Thomas Rodgers joined the School of Chemical Engineering and Analytical Science at The University of Manchester in January 2013. He previously worked at Durham University as a Post-Doctoral Research Associate as a member of the Biophysical Sciences Institute, focusing on the super-coarse-grain modelling of protein and ligand binding. Prior to this, he graduated with a PhD in Chemical Engineering from The University of Manchester in 2011 funded by EPSRC and Unilever. His PhD focused on the processing and manufacture of formulated products.

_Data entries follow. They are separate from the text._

//! # Duration Codec
//!
//! Conversions between rhythm figure names (MusicXML note types such as
//! `"quarter"`, `"16th"`, `"breve"`, with optional `-dot` / `-dot-dot`
//! suffixes) and tick counts relative to a *divisions-per-quarter-note*
//! resolution (dpq).
//!
//! Name-to-ticks is exact arithmetic (short fractional figures round to the
//! nearest tick). Ticks-to-name is a classifier: the tick/dpq ratio, scaled
//! by 1e6, is matched against one band per supported figure-and-dots
//! combination. A tick count outside every band is a soft failure: it logs a
//! warning and yields `None`.

use crate::error::TertianError;
use serde::{Deserialize, Serialize};
use tracing::warn;

/// A rhythm figure, from maxima (8 whole notes) down to the 1024th note.
#[derive(Debug, Clone, Copy, PartialEq, Eq, Hash, Serialize, Deserialize)]
pub enum RhythmFigure {
    Maxima,
    Long,
    Breve,
    Whole,
    Half,
    Quarter,
    Eighth,
    N16th,
    N32nd,
    N64th,
    N128th,
    N256th,
    N512th,
    N1024th,
}

impl RhythmFigure {
    /// Power of two relative to a quarter note: quarter = 2^0, whole = 2^2,
    /// maxima = 2^5, 1024th = 2^-8.
    pub fn power(&self) -> i32 {
        match self {
            RhythmFigure::Maxima => 5,
            RhythmFigure::Long => 4,
            RhythmFigure::Breve => 3,
            RhythmFigure::Whole => 2,
            RhythmFigure::Half => 1,
            RhythmFigure::Quarter => 0,
            RhythmFigure::Eighth => -1,
            RhythmFigure::N16th => -2,
            RhythmFigure::N32nd => -3,
            RhythmFigure::N64th => -4,
            RhythmFigure::N128th => -5,
            RhythmFigure::N256th => -6,
            RhythmFigure::N512th => -7,
            RhythmFigure::N1024th => -8,
        }
    }

    /// MusicXML note-type name.
    pub fn name(&self) -> &'static str {
        match self {
            RhythmFigure::Maxima => "maxima",
            RhythmFigure::Long => "long",
            RhythmFigure::Breve => "breve",
            RhythmFigure::Whole => "whole",
            RhythmFigure::Half => "half",
            RhythmFigure::Quarter => "quarter",
            RhythmFigure::Eighth => "eighth",
            RhythmFigure::N16th => "16th",
            RhythmFigure::N32nd => "32nd",
            RhythmFigure::N64th => "64th",
            RhythmFigure::N128th => "128th",
            RhythmFigure::N256th => "256th",
            RhythmFigure::N512th => "512th",
            RhythmFigure::N1024th => "1024th",
        }
    }

    fn from_name(name: &str) -> Option<Self> {
        match name {
            "maxima" => Some(RhythmFigure::Maxima),
            "long" => Some(RhythmFigure::Long),
            "breve" => Some(RhythmFigure::Breve),
            "whole" => Some(RhythmFigure::Whole),
            "half" => Some(RhythmFigure::Half),
            "quarter" => Some(RhythmFigure::Quarter),
            "eighth" => Some(RhythmFigure::Eighth),
            "16th" => Some(RhythmFigure::N16th),
            "32nd" => Some(RhythmFigure::N32nd),
            "64th" => Some(RhythmFigure::N64th),
            "128th" => Some(RhythmFigure::N128th),
            "256th" => Some(RhythmFigure::N256th),
            "512th" => Some(RhythmFigure::N512th),
            "1024th" => Some(RhythmFigure::N1024th),
        _ => None,
        }
    }
}

impl std::fmt::Display for RhythmFigure {
    fn fmt(&self, f: &mut std::fmt::Formatter<'_>) -> std::fmt::Result {
        f.write_str(self.name())
    }
}

/// Parse a note-type name (case-insensitive) into a figure and dot count.
///
/// ```
/// use tertian::{parse_note_type, RhythmFigure};
///
/// assert_eq!(parse_note_type("Quarter-Dot").unwrap(), (RhythmFigure::Quarter, 1));
/// ```
pub fn parse_note_type(note_type: &str) -> Result<(RhythmFigure, u8), TertianError> {
    let lower = note_type.to_lowercase();
    let (base, dots) = if let Some(stripped) = lower.strip_suffix("-dot-dot") {
        (stripped, 2u8)
    } else if let Some(stripped) = lower.strip_suffix("-dot") {
        (stripped, 1u8)
    } else {
        (lower.as_str(), 0u8)
    };

    let figure = RhythmFigure::from_name(base)
        .ok_or_else(|| TertianError::UnknownNoteType(note_type.to_string()))?;
    Ok((figure, dots))
}

/// Tick count of a figure with dots at the given resolution, rounded to the
/// nearest tick.
pub fn figure_ticks(figure: RhythmFigure, dots: u8, dpq: i32) -> i32 {
    let base = f64::from(dpq) * f64::powi(2.0, figure.power());
    let mut ticks = base;
    if dots >= 1 {
        ticks += base / 2.0;
    }
    if dots >= 2 {
        ticks += base / 4.0;
    }
    ticks.round() as i32
}

/// Tick count of a note-type name at the given resolution.
///
/// ```
/// use tertian::note_type_to_ticks;
///
/// assert_eq!(note_type_to_ticks("quarter", 256).unwrap(), 256);
/// assert_eq!(note_type_to_ticks("quarter-dot", 256).unwrap(), 384);
/// ```
pub fn note_type_to_ticks(note_type: &str, dpq: i32) -> Result<i32, TertianError> {
    let (figure, dots) = parse_note_type(note_type)?;
    Ok(figure_ticks(figure, dots, dpq))
}

// One classification band per figure-and-dots combination, over the
// tick/dpq ratio scaled by 1e6. Bounds are inclusive.
const BANDS: [(i64, i64, RhythmFigure, u8); 42] = [
    (56_000_000, 63_999_999, RhythmFigure::Maxima, 2),
    (48_000_000, 55_999_999, RhythmFigure::Maxima, 1),
    (32_000_000, 47_999_999, RhythmFigure::Maxima, 0),
    (28_000_000, 31_999_999, RhythmFigure::Long, 2),
    (24_000_000, 27_999_999, RhythmFigure::Long, 1),
    (16_000_000, 23_999_999, RhythmFigure::Long, 0),
    (14_000_000, 15_999_999, RhythmFigure::Breve, 2),
    (12_000_000, 13_999_999, RhythmFigure::Breve, 1),
    (8_000_000, 11_999_999, RhythmFigure::Breve, 0),
    (7_000_000, 7_999_999, RhythmFigure::Whole, 2),
    (6_000_000, 6_999_999, RhythmFigure::Whole, 1),
    (4_000_000, 5_999_999, RhythmFigure::Whole, 0),
    (3_500_000, 3_999_999, RhythmFigure::Half, 2),
    (3_000_000, 3_499_999, RhythmFigure::Half, 1),
    (2_000_000, 2_999_999, RhythmFigure::Half, 0),
    (1_750_000, 1_999_999, RhythmFigure::Quarter, 2),
    (1_500_000, 1_749_999, RhythmFigure::Quarter, 1),
    (1_000_000, 1_499_999, RhythmFigure::Quarter, 0),
    (875_000, 999_999, RhythmFigure::Eighth, 2),
    (750_000, 874_999, RhythmFigure::Eighth, 1),
    (500_000, 749_999, RhythmFigure::Eighth, 0),
    (437_500, 499_999, RhythmFigure::N16th, 2),
    (375_000, 437_499, RhythmFigure::N16th, 1),
    (250_000, 374_999, RhythmFigure::N16th, 0),
    (218_750, 249_999, RhythmFigure::N32nd, 2),
    (187_500, 218_749, RhythmFigure::N32nd, 1),
    (125_000, 187_499, RhythmFigure::N32nd, 0),
    (109_375, 124_999, RhythmFigure::N64th, 2),
    (93_750, 109_374, RhythmFigure::N64th, 1),
    (62_500, 93_749, RhythmFigure::N64th, 0),
    (54_688, 62_499, RhythmFigure::N128th, 2),
    (46_875, 54_687, RhythmFigure::N128th, 1),
    (31_250, 46_874, RhythmFigure::N128th, 0),
    (27_344, 31_249, RhythmFigure::N256th, 2),
    (23_438, 27_343, RhythmFigure::N256th, 1),
    (15_625, 23_437, RhythmFigure::N256th, 0),
    (13_672, 15_624, RhythmFigure::N512th, 2),
    (11_719, 13_671, RhythmFigure::N512th, 1),
    (7_813, 11_718, RhythmFigure::N512th, 0),
    (6_836, 7_812, RhythmFigure::N1024th, 2),
    (5_859, 6_835, RhythmFigure::N1024th, 1),
    (3_906, 5_858, RhythmFigure::N1024th, 0),
];

/// Classify a tick count as a figure with dots.
///
/// Out-of-band counts log a warning and yield `None`.
///
/// ```
/// use tertian::{ticks_to_note_type, RhythmFigure};
///
/// assert_eq!(ticks_to_note_type(384, 256), Some((RhythmFigure::Quarter, 1)));
/// ```
pub fn ticks_to_note_type(ticks: i32, dpq: i32) -> Option<(RhythmFigure, u8)> {
    if dpq <= 0 {
        warn!(ticks, dpq, "non-positive divisions-per-quarter-note");
        return None;
    }

    let scaled = (f64::from(ticks) / f64::from(dpq) * 1_000_000.0).round() as i64;
    for &(lo, hi, figure, dots) in BANDS.iter() {
        if (lo..=hi).contains(&scaled) {
            return Some((figure, dots));
        }
    }

    warn!(ticks, dpq, "tick count outside every rhythm figure band");
    None
}

/// Note-type name, with dot suffixes, for a tick count. `None` when the
/// count falls outside every band.
pub fn ticks_to_note_type_name(ticks: i32, dpq: i32) -> Option<String> {
    ticks_to_note_type(ticks, dpq).map(|(figure, dots)| note_type_name(figure, dots))
}

/// Render a figure and dot count as a note-type name.
pub fn note_type_name(figure: RhythmFigure, dots: u8) -> String {
    match dots {
        0 => figure.name().to_string(),
        1 => format!("{}-dot", figure.name()),
        _ => format!("{}-dot-dot", figure.name()),
    }
}

#[cfg(test)]
mod tests {
    use super::*;

    #[test]
    fn test_note_type_to_ticks_canonical_resolution() {
        assert_eq!(note_type_to_ticks("quarter", 256).unwrap(), 256);
        assert_eq!(note_type_to_ticks("quarter-dot", 256).unwrap(), 384);
        assert_eq!(note_type_to_ticks("quarter-dot-dot", 256).unwrap(), 448);
        assert_eq!(note_type_to_ticks("whole", 256).unwrap(), 1024);
        assert_eq!(note_type_to_ticks("maxima", 256).unwrap(), 8192);
        assert_eq!(note_type_to_ticks("eighth", 256).unwrap(), 128);
        assert_eq!(note_type_to_ticks("1024th", 256).unwrap(), 1);
    }

    #[test]
    fn test_note_type_to_ticks_rounds_short_figures() {
        // 1024th-dot at dpq 256 is 1.5 ticks, rounded away from zero.
        assert_eq!(note_type_to_ticks("1024th-dot", 256).unwrap(), 2);
    }

    #[test]
    fn test_note_type_parsing() {
        assert_eq!(parse_note_type("QUARTER").unwrap(), (RhythmFigure::Quarter, 0));
        assert_eq!(parse_note_type("Breve-Dot-Dot").unwrap(), (RhythmFigure::Breve, 2));
        assert!(parse_note_type("quaver").is_err());
        assert!(parse_note_type("quarter-dot-dot-dot").is_err());
    }

    #[test]
    fn test_ticks_to_note_type_bands() {
        assert_eq!(ticks_to_note_type(256, 256), Some((RhythmFigure::Quarter, 0)));
        assert_eq!(ticks_to_note_type(384, 256), Some((RhythmFigure::Quarter, 1)));
        assert_eq!(ticks_to_note_type(448, 256), Some((RhythmFigure::Quarter, 2)));
        assert_eq!(ticks_to_note_type(1024, 256), Some((RhythmFigure::Whole, 0)));
        assert_eq!(ticks_to_note_type(1, 256), Some((RhythmFigure::N1024th, 0)));
        // A slightly long quarter still classifies as a quarter.
        assert_eq!(ticks_to_note_type(300, 256), Some((RhythmFigure::Quarter, 0)));
    }

    #[test]
    fn test_ticks_to_note_type_out_of_band() {
        assert_eq!(ticks_to_note_type(0, 256), None);
        assert_eq!(ticks_to_note_type(1, 512), None); // below the finest band
        assert_eq!(ticks_to_note_type(100_000, 256), None); // beyond maxima-dot-dot
        assert_eq!(ticks_to_note_type(256, 0), None);
    }

    #[test]
    fn test_round_trip_all_figures() {
        // dpq 1024 keeps every dotted short figure integral.
        let dpq = 1024;
        let figures = [
            RhythmFigure::Maxima,
            RhythmFigure::Long,
            RhythmFigure::Breve,
            RhythmFigure::Whole,
            RhythmFigure::Half,
            RhythmFigure::Quarter,
            RhythmFigure::Eighth,
            RhythmFigure::N16th,
            RhythmFigure::N32nd,
            RhythmFigure::N64th,
            RhythmFigure::N128th,
            RhythmFigure::N256th,
            RhythmFigure::N512th,
            RhythmFigure::N1024th,
        ];
        for figure in figures {
            for dots in 0..=2u8 {
                let ticks = figure_ticks(figure, dots, dpq);
                assert_eq!(
                    ticks_to_note_type(ticks, dpq),
                    Some((figure, dots)),
                    "{} with {} dots ({} ticks)",
                    figure,
                    dots,
                    ticks
                );
            }
        }
    }

    #[test]
    fn test_note_type_name_rendering() {
        assert_eq!(note_type_name(RhythmFigure::N16th, 0), "16th");
        assert_eq!(note_type_name(RhythmFigure::Half, 1), "half-dot");
        assert_eq!(ticks_to_note_type_name(448, 256).as_deref(), Some("quarter-dot-dot"));
    }
}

His current research focuses on the development of manufacturing formulated products. He is interested in understanding how to take a product from laboratory/development scale through to production scale. He is developing and using advanced analytical techniques such as tomographic imaging to better understand – and thus improve – the manufacturing process at all scales.

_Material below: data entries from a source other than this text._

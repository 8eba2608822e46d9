pub mod chord;
pub mod duration;
pub mod error;
pub mod interval;
pub mod note;
pub mod pitch;

pub use chord::Chord;
pub use duration::{
    figure_ticks, note_type_name, note_type_to_ticks, parse_note_type, ticks_to_note_type,
    ticks_to_note_type_name, RhythmFigure,
};
pub use error::TertianError;
pub use interval::Interval;
pub use note::{Note, NoteDuration, DEFAULT_DIVISIONS_PER_QUARTER};
pub use pitch::{
    alter_name_to_symbol, alter_symbol_to_value, alter_value_to_name, alter_value_to_symbol,
    freq_to_midi, freq_to_pitch, midi_to_freq, midi_to_pitch, midi_to_pitches, pitch_to_freq,
    pitch_to_midi, semitones_between, split_pitch, transpose_pitch, Accidental, PitchComponents,
    MIDI_MAX, MIDI_MIN, MIDI_REST, REST_PITCH,
};

/// Name a set of pitches as a tertian chord.
/// This is the main entry point for the library.
///
/// ```
/// use tertian::name_chord;
///
/// assert_eq!(name_chord(&["C4", "E4", "G3", "B4"]).unwrap(), "C7M/G");
/// ```
pub fn name_chord(pitches: &[&str]) -> Result<String, TertianError> {
    let mut chord = Chord::from_pitches(pitches)?;
    Ok(chord.name())
}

Thomas’ research also examines how the manufacturing process affects the final product structure, and how this can be exploited for improvement of end products. He is currently engaged in active collaborations with both academic and industrial partners.

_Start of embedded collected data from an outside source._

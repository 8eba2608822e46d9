//! Integration tests for the tertian analyzer
//!
//! Tests the full pipeline from pitch strings through stacking to chord
//! names, plus the codec surfaces the analyzer is built on.

use tertian::{
    freq_to_midi, midi_to_pitch, midi_to_pitches, name_chord, pitch_to_freq, pitch_to_midi,
    Accidental, Chord, Interval, Note, TertianError,
};

#[test]
fn test_name_chord_triads() {
    assert_eq!(name_chord(&["C4", "E4", "G4"]).unwrap(), "C");
    assert_eq!(name_chord(&["A4", "C5", "E7"]).unwrap(), "Am");
    assert_eq!(name_chord(&["C4", "E4", "G#4"]).unwrap(), "Caug");
    assert_eq!(name_chord(&["C4", "Eb4", "Gb4"]).unwrap(), "Cm(b5)");
}

#[test]
fn test_name_chord_sevenths() {
    assert_eq!(name_chord(&["C4", "E4", "G4", "Bb4"]).unwrap(), "C7");
    assert_eq!(name_chord(&["C4", "E4", "G4", "B4"]).unwrap(), "C7M");
    assert_eq!(name_chord(&["C4", "Eb4", "G4", "Bb4"]).unwrap(), "Cm7");
    assert_eq!(name_chord(&["C4", "Eb4", "Gb4", "Bb4"]).unwrap(), "Cm7(b5)");
    assert_eq!(name_chord(&["C4", "Eb4", "Gb4", "Bbb4"]).unwrap(), "Cº");
}

#[test]
fn test_name_chord_inversions_get_slash_bass() {
    // The analyzer finds the root from the tertian rotation, not the bass.
    assert_eq!(name_chord(&["C4", "E4", "G3", "B4"]).unwrap(), "C7M/G");
    assert_eq!(name_chord(&["E5", "C5", "G3", "Bb3"]).unwrap(), "C7/G");
    assert_eq!(name_chord(&["C5", "Eb5", "G3"]).unwrap(), "Cm/G");
    assert_eq!(name_chord(&["A5", "C5", "E7", "G3"]).unwrap(), "Am7/G");
}

#[test]
fn test_name_chord_extensions() {
    // Input octaves are scattered; the close stack normalizes them.
    assert_eq!(name_chord(&["C4", "D7", "G6", "E4"]).unwrap(), "C9");
}

#[test]
fn test_name_chord_sentinel() {
    // Single pitch class repeated: nothing to stack.
    assert_eq!(name_chord(&["C4", "C4", "C4"]).unwrap(), "non-tonal chord");
}

#[test]
fn test_chord_analysis_pipeline() {
    let mut chord = Chord::from_pitches(&["E5", "C5", "G3", "Bb3"]).unwrap();

    let stack: Vec<String> = chord.stack().iter().map(|n| n.pitch()).collect();
    assert_eq!(stack, vec!["C4", "E4", "G4", "Bb4"]);
    assert_eq!(chord.midi_intervals(), &[4, 7, 10]);
    assert_eq!(chord.interval_names(), vec!["M3", "P5", "m7"]);

    assert!(chord.is_major());
    assert!(chord.is_dominant_seventh());
    assert!(!chord.is_minor());
    assert!(!chord.is_augmented());
    assert!(chord.is_tonal());

    assert_eq!(chord.root().map(|n| n.pitch()), Some("C4".to_string()));
    assert_eq!(chord.bass_note().map(|n| n.pitch()), Some("G3".to_string()));
}

#[test]
fn test_chord_mutation_reanalyzes() {
    let mut chord = Chord::from_pitches(&["C4", "E4", "G4"]).unwrap();
    assert_eq!(chord.name(), "C");

    chord.add_note(Note::new("Bb4").unwrap());
    assert_eq!(chord.name(), "C7");

    chord.transpose(2).unwrap();
    assert_eq!(chord.name(), "D7");

    chord.remove_top_note();
    assert_eq!(chord.name(), "D");
}

#[test]
fn test_enharmonic_spellings_per_family() {
    assert_eq!(midi_to_pitches(60), vec!["B#3", "C4", "Dbb4"]);
    assert_eq!(midi_to_pitch(61, Accidental::Flat).unwrap(), "Db4");
    assert_eq!(midi_to_pitch(61, Accidental::Sharp).unwrap(), "C#4");

    // Every spelling converts back to the same MIDI number.
    for pitch in midi_to_pitches(61) {
        assert_eq!(pitch_to_midi(&pitch).unwrap(), 61);
    }
}

#[test]
fn test_pitch_codec_errors_are_hard() {
    assert!(matches!(
        pitch_to_midi("H4"),
        Err(TertianError::InvalidPitch { .. })
    ));
    assert!(matches!(
        midi_to_pitch(60, Accidental::Flat),
        Err(TertianError::InvalidAccidentalForMidi { .. })
    ));
    assert!(matches!(
        midi_to_pitch(300, Accidental::Natural),
        Err(TertianError::MidiOutOfRange(300))
    ));
}

#[test]
fn test_interval_analysis() {
    let third = Interval::new("C4", "E4").unwrap();
    assert_eq!(third.name(), "M3");
    assert!(third.is_tonal());

    let tritone = Interval::new("C4", "F#4").unwrap();
    assert_eq!(tritone.name(), "A4");
    assert!(tritone.is_tonal());

    // Same 9 semitones, different written intervals.
    assert_eq!(Interval::new("C4", "A4").unwrap().name(), "M6");
    assert_eq!(Interval::new("C4", "Bbb4").unwrap().name(), "d7");

    let rest = Note::rest();
    assert!(matches!(
        Interval::from_notes(Note::new("C4").unwrap(), rest),
        Err(TertianError::RestInterval)
    ));
}

#[test]
fn test_frequency_round_trip() {
    assert_eq!(pitch_to_freq("A4"), 440.0);
    assert_eq!(freq_to_midi(440.0), (69, 0));

    let (midi, cents) = freq_to_midi(261.63);
    assert_eq!(midi, 60);
    assert!(cents.abs() <= 1);
}

#[test]
fn test_transposing_instrument_notes() {
    // A written C4 on a Bb instrument sounds a major second lower.
    let mut note = Note::new("C4").unwrap();
    note.set_transposing_interval(-1, -2);
    assert_eq!(note.pitch(), "C4");
    assert_eq!(note.sounding_pitch(), "Bb3");
    assert_eq!(note.midi_number(), 58);
}

#[test]
fn test_note_durations() {
    let mut note = Note::new("C4").unwrap();
    note.set_note_type("eighth-dot").unwrap();
    assert_eq!(note.duration_ticks(), 192);
    assert_eq!(note.duration().note_type(), "eighth-dot");

    let mut chord = Chord::from_pitches(&["C4", "E4", "G4"]).unwrap();
    chord.set_duration_ticks(512);
    assert_eq!(chord.duration_ticks(), 512);
    assert_eq!(chord.quarter_duration(), 2.0);
}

Dr. Tuck Seng Wong is a lecturer in the Department of Chemical and Biological Engineering at the University of Sheffield (TUoS). He is affiliated to Chemical Engineering at the Life Science Interface (ChELSI) Institute and Advanced Biomanufacturing Centre (ABC). He is also the founder of Summer Undergraduate Research Fellowship (SURF) to promote undergraduate research in TUoS. The research in Wong group focuses on applying advanced protein engineering technique, specifically directed evolution, to tailor the properties of biocatalysts/enzymes for industrial and pharmaceutical applications, as well as to elucidate the design principles used by Nature. There are three key areas that his research group is currently working on: (1) Development of novel molecular biology tools to advance the field of directed evolution (e.g., method to create high quality mutant library), (2) Application of directed evolution to improve existing properties of industrially relevant enzymes (e.g., cytochrome P450s, carbonyl reductases, aromatic peroxygenases and hydrolases) or to create novel functions, and (3) Development of computational tools to facilitate/expedite experimental design (e.g., method to analyse genetic diversity). Some of his research projects include (1) Biological carbon dioxide capture and utilization (CCU) for chemical syntheses, capitalizing on his interest in directed evolution and synthetic biology, and (2) Continuous biotransformation. Complementing protein engineering, his group also applies a wide array of biophysical techniques to study various properties of biomolecules (e.g., structure, stability, oligomeric state, protein-protein interaction, and protein-DNA interaction).